» Problem statement:
Report the count of lines below in which the string "ToolCallWire" occurs; include nothing else.
··· Extracted information
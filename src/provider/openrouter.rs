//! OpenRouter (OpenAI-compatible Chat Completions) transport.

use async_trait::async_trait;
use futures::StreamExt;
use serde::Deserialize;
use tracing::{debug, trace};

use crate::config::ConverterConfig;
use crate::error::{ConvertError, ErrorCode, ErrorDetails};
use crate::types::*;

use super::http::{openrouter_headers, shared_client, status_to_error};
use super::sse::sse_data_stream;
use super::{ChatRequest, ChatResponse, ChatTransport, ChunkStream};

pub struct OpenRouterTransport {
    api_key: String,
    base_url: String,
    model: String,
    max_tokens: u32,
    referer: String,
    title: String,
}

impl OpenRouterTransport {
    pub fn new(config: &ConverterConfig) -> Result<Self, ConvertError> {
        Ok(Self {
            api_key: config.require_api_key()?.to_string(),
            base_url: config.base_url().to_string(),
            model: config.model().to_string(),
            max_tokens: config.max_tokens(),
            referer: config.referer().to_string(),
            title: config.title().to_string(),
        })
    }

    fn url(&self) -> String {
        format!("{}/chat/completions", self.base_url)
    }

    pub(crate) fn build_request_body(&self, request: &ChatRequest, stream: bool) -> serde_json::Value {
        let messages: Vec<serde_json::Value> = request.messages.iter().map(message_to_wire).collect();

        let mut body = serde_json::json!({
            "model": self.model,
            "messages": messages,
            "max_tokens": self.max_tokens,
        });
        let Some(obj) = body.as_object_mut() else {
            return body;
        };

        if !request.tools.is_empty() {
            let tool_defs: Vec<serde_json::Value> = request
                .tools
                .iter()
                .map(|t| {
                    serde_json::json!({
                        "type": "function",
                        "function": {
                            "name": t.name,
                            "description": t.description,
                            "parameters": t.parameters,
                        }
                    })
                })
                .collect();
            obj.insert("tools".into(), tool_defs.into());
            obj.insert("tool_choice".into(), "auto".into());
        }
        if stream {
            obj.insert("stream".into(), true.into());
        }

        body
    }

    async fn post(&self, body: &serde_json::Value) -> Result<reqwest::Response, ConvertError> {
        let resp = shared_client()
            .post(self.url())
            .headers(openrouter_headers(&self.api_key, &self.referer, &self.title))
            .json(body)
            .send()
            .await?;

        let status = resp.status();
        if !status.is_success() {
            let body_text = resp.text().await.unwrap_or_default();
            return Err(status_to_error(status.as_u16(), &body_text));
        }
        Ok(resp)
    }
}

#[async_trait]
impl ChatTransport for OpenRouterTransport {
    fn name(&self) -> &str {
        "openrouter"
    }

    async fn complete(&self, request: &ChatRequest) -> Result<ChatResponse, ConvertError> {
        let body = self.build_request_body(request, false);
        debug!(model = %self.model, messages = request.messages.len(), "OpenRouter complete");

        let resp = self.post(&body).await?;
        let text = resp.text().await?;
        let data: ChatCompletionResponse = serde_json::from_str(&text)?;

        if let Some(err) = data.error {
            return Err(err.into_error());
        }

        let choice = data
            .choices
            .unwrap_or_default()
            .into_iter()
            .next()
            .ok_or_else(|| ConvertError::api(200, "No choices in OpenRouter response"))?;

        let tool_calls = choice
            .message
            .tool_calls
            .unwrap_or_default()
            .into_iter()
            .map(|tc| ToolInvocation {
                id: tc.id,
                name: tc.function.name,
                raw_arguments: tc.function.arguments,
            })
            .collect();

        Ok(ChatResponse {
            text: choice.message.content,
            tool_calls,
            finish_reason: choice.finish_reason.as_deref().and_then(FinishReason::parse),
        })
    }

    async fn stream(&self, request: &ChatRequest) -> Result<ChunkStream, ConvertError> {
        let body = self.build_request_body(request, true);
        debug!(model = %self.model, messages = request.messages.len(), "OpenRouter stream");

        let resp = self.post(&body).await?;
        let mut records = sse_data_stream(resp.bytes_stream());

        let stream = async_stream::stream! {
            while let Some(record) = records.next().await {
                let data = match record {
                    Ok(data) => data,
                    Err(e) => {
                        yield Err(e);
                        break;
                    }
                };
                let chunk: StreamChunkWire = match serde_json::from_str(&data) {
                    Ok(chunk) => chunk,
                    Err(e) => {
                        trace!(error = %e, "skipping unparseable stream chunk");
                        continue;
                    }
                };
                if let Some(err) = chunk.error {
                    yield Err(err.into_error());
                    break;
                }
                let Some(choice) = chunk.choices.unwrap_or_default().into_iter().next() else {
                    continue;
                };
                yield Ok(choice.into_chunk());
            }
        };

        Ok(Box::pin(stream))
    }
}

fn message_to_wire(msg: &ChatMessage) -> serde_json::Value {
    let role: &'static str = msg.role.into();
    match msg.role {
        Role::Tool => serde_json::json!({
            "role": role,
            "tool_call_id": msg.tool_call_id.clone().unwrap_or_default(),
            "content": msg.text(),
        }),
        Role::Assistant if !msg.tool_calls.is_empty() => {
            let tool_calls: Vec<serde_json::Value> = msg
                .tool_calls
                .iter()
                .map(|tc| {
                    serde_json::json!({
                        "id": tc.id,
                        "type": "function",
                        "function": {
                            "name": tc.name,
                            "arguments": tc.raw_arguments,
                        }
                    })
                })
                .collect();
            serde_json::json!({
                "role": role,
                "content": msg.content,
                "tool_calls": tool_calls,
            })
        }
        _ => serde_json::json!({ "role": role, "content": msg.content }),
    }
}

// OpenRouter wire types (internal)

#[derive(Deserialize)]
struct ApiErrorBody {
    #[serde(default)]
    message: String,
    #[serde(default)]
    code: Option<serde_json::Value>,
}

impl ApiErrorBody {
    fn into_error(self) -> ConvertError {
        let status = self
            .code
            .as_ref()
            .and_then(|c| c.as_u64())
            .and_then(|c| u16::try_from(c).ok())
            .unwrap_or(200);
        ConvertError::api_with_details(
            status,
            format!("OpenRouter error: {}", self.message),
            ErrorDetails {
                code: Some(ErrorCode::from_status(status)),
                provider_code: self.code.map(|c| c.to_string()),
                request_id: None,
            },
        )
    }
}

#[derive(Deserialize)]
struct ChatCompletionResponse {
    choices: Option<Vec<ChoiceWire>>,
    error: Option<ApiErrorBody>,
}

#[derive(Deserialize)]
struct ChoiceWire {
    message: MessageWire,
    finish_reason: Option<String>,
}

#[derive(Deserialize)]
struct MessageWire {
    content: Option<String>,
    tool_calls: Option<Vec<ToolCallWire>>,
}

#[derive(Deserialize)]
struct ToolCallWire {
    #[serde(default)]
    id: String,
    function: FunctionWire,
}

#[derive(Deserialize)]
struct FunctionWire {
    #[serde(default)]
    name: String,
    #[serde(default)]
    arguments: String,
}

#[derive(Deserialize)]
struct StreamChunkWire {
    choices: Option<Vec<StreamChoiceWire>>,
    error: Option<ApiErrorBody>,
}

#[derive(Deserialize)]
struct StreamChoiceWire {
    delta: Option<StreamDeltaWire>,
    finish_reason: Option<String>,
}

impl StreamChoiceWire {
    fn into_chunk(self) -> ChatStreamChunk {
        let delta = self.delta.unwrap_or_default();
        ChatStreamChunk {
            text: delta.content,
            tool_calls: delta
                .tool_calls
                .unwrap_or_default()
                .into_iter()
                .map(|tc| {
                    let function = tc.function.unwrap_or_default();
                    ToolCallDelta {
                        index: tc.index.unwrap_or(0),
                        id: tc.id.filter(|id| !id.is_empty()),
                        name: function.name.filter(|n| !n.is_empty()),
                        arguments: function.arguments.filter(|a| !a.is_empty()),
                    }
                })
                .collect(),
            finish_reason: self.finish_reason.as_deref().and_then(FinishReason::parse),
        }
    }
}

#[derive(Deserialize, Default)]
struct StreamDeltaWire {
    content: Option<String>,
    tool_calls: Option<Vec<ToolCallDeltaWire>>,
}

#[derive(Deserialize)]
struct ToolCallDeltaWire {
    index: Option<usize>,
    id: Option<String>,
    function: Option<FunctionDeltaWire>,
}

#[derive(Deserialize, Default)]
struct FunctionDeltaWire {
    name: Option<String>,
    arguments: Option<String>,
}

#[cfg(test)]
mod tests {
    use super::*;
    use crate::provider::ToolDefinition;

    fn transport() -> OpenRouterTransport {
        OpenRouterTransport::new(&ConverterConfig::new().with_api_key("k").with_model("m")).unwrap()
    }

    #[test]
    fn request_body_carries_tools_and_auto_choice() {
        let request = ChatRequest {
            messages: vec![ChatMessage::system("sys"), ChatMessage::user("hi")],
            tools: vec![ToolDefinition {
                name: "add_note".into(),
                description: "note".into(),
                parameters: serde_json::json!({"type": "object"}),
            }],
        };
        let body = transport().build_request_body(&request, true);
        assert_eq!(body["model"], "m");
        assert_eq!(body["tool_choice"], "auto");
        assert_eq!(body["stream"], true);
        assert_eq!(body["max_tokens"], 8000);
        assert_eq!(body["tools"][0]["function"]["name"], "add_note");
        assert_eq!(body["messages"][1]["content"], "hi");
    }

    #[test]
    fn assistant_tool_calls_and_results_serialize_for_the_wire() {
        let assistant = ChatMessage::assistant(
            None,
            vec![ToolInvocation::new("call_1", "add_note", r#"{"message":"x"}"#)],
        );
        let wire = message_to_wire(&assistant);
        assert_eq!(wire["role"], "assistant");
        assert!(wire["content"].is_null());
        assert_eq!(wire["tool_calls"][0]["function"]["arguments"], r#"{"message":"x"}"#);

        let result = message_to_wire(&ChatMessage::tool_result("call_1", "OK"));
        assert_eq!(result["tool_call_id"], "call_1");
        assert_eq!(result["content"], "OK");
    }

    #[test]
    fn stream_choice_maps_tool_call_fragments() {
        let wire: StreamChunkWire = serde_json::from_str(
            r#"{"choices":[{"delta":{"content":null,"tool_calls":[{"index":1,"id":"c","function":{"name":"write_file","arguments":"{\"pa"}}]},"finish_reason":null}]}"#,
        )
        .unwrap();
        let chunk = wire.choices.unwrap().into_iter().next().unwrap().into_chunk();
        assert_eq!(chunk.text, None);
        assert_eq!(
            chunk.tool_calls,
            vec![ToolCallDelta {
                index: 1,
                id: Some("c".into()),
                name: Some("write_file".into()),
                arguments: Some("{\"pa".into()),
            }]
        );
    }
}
······
» Final answer:
2